Home > Press > ORNL superconducting wire yields unprecedented performance
 |
| This figure shows the critical current, Ic, and engineering critical current density, JE, in a superconducting wire as a function of applied magnetic field orientation at 65 Kelvin and 3 Tesla. The top curve shows results from a newly published ORNL study. The other two curves are from previously reported record values. A minimum JE of 43.7 kiloamperes/cm2 (assuming a 50 micron thick stabilizer layer) and a minimum Ic of 455 Amperes/cm was obtained for all applied field orientations. This is the highest reported performance for a superconductor wire or a film on a technical substrate. |
Abstract:
The ability to control nanoscale imperfections in superconducting wires results in materials with unparalleled and customized performance, according to a new study from the Department of Energy's Oak Ridge National Laboratory.
ORNL superconducting wire yields unprecedented performance
Oak Ridge, TN | Posted on August 16th, 2013Applications for superconducting wires, which carry electricity without resistance when cooled to a critical temperature, include underground transmission cables, transformers and large-scale motors and generators. But these applications require wires to operate under different temperature and magnetic field regimes.
A team led by ORNL's Amit Goyal demonstrated that superconducting wires can be tuned to match different operating conditions by introducing small amounts of non-superconducting material that influences how the overall material behaves. Manipulating these nanoscale columns -- also known as defects -- allows researchers to exert control over the forces that regulate the wires' superconducting performance. The team's findings are published in Nature Publishing Group's Scientific Reports.
"Not only can we introduce these nanocolumn defects within the superconductor and get enhanced performance, but we can optimize the performance for different application regimes by modifying the defect spacing and density," Goyal said.
A wire sample grown with this process exhibited unprecedented performance in terms of engineering critical current density, which measures the amount of current the wire can carry per unit cross-sectional area. This metric more accurately reflects the real-world capabilities of the material because it takes into account the wire's non-superconducting components such as the substrate and the buffer and stabilizer layers, Goyal said.
"We report a record performance at 65 Kelvin and 3 Tesla, where most rotating machinery applications like motors and generators are slated to operate," he said.
The paper reports a minimum engineering critical current density at all applied magnetic field orientations of 43.7 kiloamperes/cm2, which is more than twice the performance level needed for most applications. This metric assumes the presence of a 50-micron-thick copper stabilizer layer required in applications.

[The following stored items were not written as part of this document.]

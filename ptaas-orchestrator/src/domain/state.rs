//! Job state protocol
//!
//! Every job publishes its state as a `{"state": NAME, "meta": {...}}` pair.
//! Writers only ever produce the four well-known names; readers tolerate
//! anything else by surfacing it as [`JobState::Unknown`].
//!
//! ```text
//! QUEUED ──► STARTED ──► STARTED ... ──► SUCCESS
//!                                   └──► FAILURE
//! ```

use serde::{Deserialize, Serialize};

use super::entities::ScanResult;

pub const QUEUED: &str = "QUEUED";
pub const STARTED: &str = "STARTED";
pub const SUCCESS: &str = "SUCCESS";
pub const FAILURE: &str = "FAILURE";

/// Observed state of a scan job
#[derive(Debug, Clone, PartialEq, Serialize, Deserialize)]
#[serde(from = "RawJobState", into = "RawJobState")]
pub enum JobState {
    Queued,
    Started { progress: u8, status: String },
    Success { result: Box<ScanResult> },
    Failure { error: String },
    /// A state name this build does not recognize, kept verbatim
    Unknown { raw: String },
}

impl JobState {
    pub fn started(progress: u8, status: impl Into<String>) -> Self {
        Self::Started {
            progress: progress.min(100),
            status: status.into(),
        }
    }

    /// Wire name of the state
    pub fn label(&self) -> &str {
        match self {
            Self::Queued => QUEUED,
            Self::Started { .. } => STARTED,
            Self::Success { .. } => SUCCESS,
            Self::Failure { .. } => FAILURE,
            Self::Unknown { raw } => raw,
        }
    }

    pub fn is_terminal(&self) -> bool {
        matches!(self, Self::Success { .. } | Self::Failure { .. })
    }

    pub fn progress(&self) -> Option<u8> {
        match self {
            Self::Queued => Some(0),
            Self::Started { progress, .. } => Some(*progress),
            Self::Success { .. } => Some(100),
            Self::Failure { .. } | Self::Unknown { .. } => None,
        }
    }

    pub fn status_text(&self) -> Option<String> {
        match self {
            Self::Queued => Some("Queued".to_string()),
            Self::Started { status, .. } => Some(status.clone()),
            Self::Success { .. } => Some("Completed".to_string()),
            Self::Failure { error } => Some(format!("Failed: {}", error)),
            Self::Unknown { .. } => None,
        }
    }
}

/// Wire representation
#[derive(Debug, Clone, Serialize, Deserialize)]
pub struct RawJobState {
    pub state: String,
    #[serde(default)]
    pub meta: serde_json::Value,
}

#[derive(Deserialize)]
struct StartedMeta {
    progress: u8,
    #[serde(default)]
    status: String,
}

#[derive(Deserialize)]
struct SuccessMeta {
    result: Box<ScanResult>,
}

#[derive(Deserialize)]
struct FailureMeta {
    error: String,
}

impl From<RawJobState> for JobState {
    fn from(raw: RawJobState) -> Self {
        let unknown = || JobState::Unknown {
            raw: raw.state.clone(),
        };

        match raw.state.as_str() {
            QUEUED => JobState::Queued,
            STARTED => serde_json::from_value::<StartedMeta>(raw.meta.clone())
                .map(|meta| JobState::started(meta.progress, meta.status))
                .unwrap_or_else(|_| unknown()),
            SUCCESS => serde_json::from_value::<SuccessMeta>(raw.meta.clone())
                .map(|meta| JobState::Success {
                    result: meta.result,
                })
                .unwrap_or_else(|_| unknown()),
            FAILURE => serde_json::from_value::<FailureMeta>(raw.meta.clone())
                .map(|meta| JobState::Failure { error: meta.error })
                .unwrap_or_else(|_| unknown()),
            _ => unknown(),
        }
    }
}

impl From<JobState> for RawJobState {
    fn from(state: JobState) -> Self {
        let label = state.label().to_string();
        let meta = match state {
            JobState::Queued | JobState::Unknown { .. } => serde_json::json!({}),
            JobState::Started { progress, status } => {
                serde_json::json!({ "progress": progress, "status": status })
            }
            JobState::Success { result } => {
                serde_json::json!({ "result": serde_json::to_value(&result).unwrap_or_default() })
            }
            JobState::Failure { error } => serde_json::json!({ "error": error }),
        };

        RawJobState { state: label, meta }
    }
}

Generating defects in the superconductor is accomplished through an ORNL-developed self-assembly process, which enables researchers to design a material that automatically develops the desired nanoscale microstructure during growth.
The mechanism behind this process, which adds very little to the production cost, was the subject of a recently published study by a team led by Goyal in Advanced Functional Materials.
"When you're making the wires, you can dial-in the properties because the defects self-assemble," Goyal said. "You change the composition of the superconductor when you're depositing the tape."
Goyal, who has collaborated with multiple superconducting technology companies, hopes the private sector will incorporate the team's findings to improve upon existing products and generate new applications.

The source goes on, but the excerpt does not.